▸ What the task requires:
Please restate verbatim the lines that open the listing below, ending with the line in which "use std::collections::BTreeMap;" occurs.

··········

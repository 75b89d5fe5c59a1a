//! The canonical record stored under each cache key.

use chrono::{DateTime, NaiveDateTime, TimeZone, Timelike, Utc};
use cinder_core::{BuildState, Error, StateSource};
use serde::{Deserialize, Serialize};
use serde_json::Value;
use std::collections::BTreeMap;

/// Latest known build state for one cache key.
///
/// `state` and `finished_at` are the only fields this crate interprets;
/// anything else a writer includes rides along in `extra` untouched and
/// comes back on the next fetch.
#[derive(Debug, Clone, PartialEq, Serialize, Deserialize)]
pub struct StateRecord {
    pub state: BuildState,
    #[serde(
        default,
        skip_serializing_if = "Option::is_none",
        with = "finished_at_wire"
    )]
    pub finished_at: Option<DateTime<Utc>>,
    #[serde(flatten)]
    pub extra: BTreeMap<String, Value>,
}

impl StateRecord {
    /// Canonical record with `finished_at` normalized to second precision.
    pub fn new(state: BuildState, finished_at: Option<DateTime<Utc>>) -> Self {
        Self {
            state,
            finished_at: finished_at.map(truncate_to_second),
            extra: BTreeMap::new(),
        }
    }

    /// Attach a passthrough field.
    pub fn with_extra(mut self, key: impl Into<String>, value: Value) -> Self {
        self.extra.insert(key.into(), value);
        self
    }

    pub fn to_bytes(&self) -> Result<Vec<u8>, Error> {
        serde_json::to_vec(self).map_err(Error::from)
    }

    pub fn from_bytes(bytes: &[u8]) -> Result<Self, Error> {
        serde_json::from_slice(bytes).map_err(Error::from)
    }
}

impl<S: StateSource> From<&S> for StateRecord {
    fn from(source: &S) -> Self {
        StateRecord::new(source.state(), source.finished_at())
    }
}

impl TryFrom<Value> for StateRecord {
    type Error = Error;

    fn try_from(value: Value) -> Result<Self, Error> {
        serde_json::from_value(value).map_err(Error::from)
    }
}

/// Wire form of `finished_at`: UTC, second precision, trailing `Z`.
const TIMESTAMP_FORMAT: &str = "%Y-%m-%dT%H:%M:%SZ";

pub fn format_timestamp(ts: DateTime<Utc>) -> String {
    ts.format(TIMESTAMP_FORMAT).to_string()
}

/// Parses the wire form plus the narrower shapes older writers produced
/// (`2013-04-22T22:10:00`, `2013-04-22T22:10` — no zone, no seconds).
/// Everything is read as UTC.
pub fn parse_timestamp(raw: &str) -> Option<DateTime<Utc>> {
    if let Ok(ts) = DateTime::parse_from_rfc3339(raw) {
        return Some(truncate_to_second(ts.with_timezone(&Utc)));
    }
    for format in ["%Y-%m-%dT%H:%M:%S", "%Y-%m-%dT%H:%M"] {
        if let Ok(naive) = NaiveDateTime::parse_from_str(raw, format) {
            return Some(Utc.from_utc_datetime(&naive));
        }
    }
    None
}

fn truncate_to_second(ts: DateTime<Utc>) -> DateTime<Utc> {
    ts.with_nanosecond(0).unwrap_or(ts)
}

mod finished_at_wire {
    use super::{DateTime, Utc, format_timestamp, parse_timestamp};
    use serde::de::Error as _;
    use serde::{Deserialize, Deserializer, Serializer};

    pub fn serialize<S>(value: &Option<DateTime<Utc>>, serializer: S) -> Result<S::Ok, S::Error>
    where
        S: Serializer,
    {
        match value {
            Some(ts) => serializer.serialize_str(&format_timestamp(*ts)),
            None => serializer.serialize_none(),
        }
    }

    pub fn deserialize<'de, D>(deserializer: D) -> Result<Option<DateTime<Utc>>, D::Error>
    where
        D: Deserializer<'de>,
    {
        match Option::<String>::deserialize(deserializer)? {
            None => Ok(None),
            Some(raw) => parse_timestamp(&raw)
                .map(Some)
                .ok_or_else(|| D::Error::custom(format!("unrecognized timestamp: {:?}", raw))),
        }
    }
}
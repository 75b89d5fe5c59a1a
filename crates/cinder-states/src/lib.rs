//! Build-state cache for Cinder CI.
//!
//! Tracks the most recent known build state per repository and per branch,
//! so dashboards, badges and status endpoints can answer "what is the
//! current state of repository R on branch B?" without touching the
//! primary datastore.

pub mod cache;
pub mod config;
pub mod keys;
pub mod memcached;
pub mod policy;
pub mod record;
pub mod retry;
pub mod store;

pub use cache::StatesCache;
pub use config::StatesConfig;
pub use memcached::MemcachedStore;
pub use record::StateRecord;
pub use retry::RetryStore;
pub use store::{MemoryStore, StateStore};
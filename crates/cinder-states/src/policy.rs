//! Freshness policy gating cache writes.

use chrono::{DateTime, Utc};

/// Decides whether a candidate record may replace what is already stored.
///
/// An empty slot is always written, even by a record that carries no
/// timestamp. Once a value exists it only gives way to a strictly newer
/// one; ties keep the stored value, so replaying the same completion
/// event never re-serializes.
pub fn should_update(
    current: Option<DateTime<Utc>>,
    candidate: Option<DateTime<Utc>>,
) -> bool {
    match (current, candidate) {
        (None, _) => true,
        (Some(_), None) => false,
        (Some(current), Some(candidate)) => candidate > current,
    }
}

#[cfg(test)]
mod tests {
    use super::*;
    use chrono::TimeZone;

    fn at(minute: u32) -> DateTime<Utc> {
        Utc.with_ymd_and_hms(2013, 4, 22, 22, minute, 0).unwrap()
    }

    #[test]
    fn test_empty_slot_always_updates() {
        assert!(should_update(None, Some(at(10))));
        assert!(should_update(None, None));
    }

    #[test]
    fn test_newer_candidate_updates() {
        assert!(should_update(Some(at(12)), Some(at(14))));
    }

    #[test]
    fn test_older_candidate_is_rejected() {
        assert!(!should_update(Some(at(12)), Some(at(10))));
    }

    #[test]
    fn test_tie_keeps_stored_value() {
        assert!(!should_update(Some(at(12)), Some(at(12))));
    }

    #[test]
    fn test_candidate_without_timestamp_never_displaces() {
        assert!(!should_update(Some(at(12)), None));
    }
}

··········

▸ Result of this exercise:
repository 75b89d5fe5c59a1a
//! The canonical record stored under each cache key.

use chrono::{DateTime, NaiveDateTime, TimeZone, Timelike, Utc};
use cinder_core::{BuildState, Error, StateSource};
use serde::{Deserialize, Serialize};
use serde_json::Value;
use std::collections::BTreeMap;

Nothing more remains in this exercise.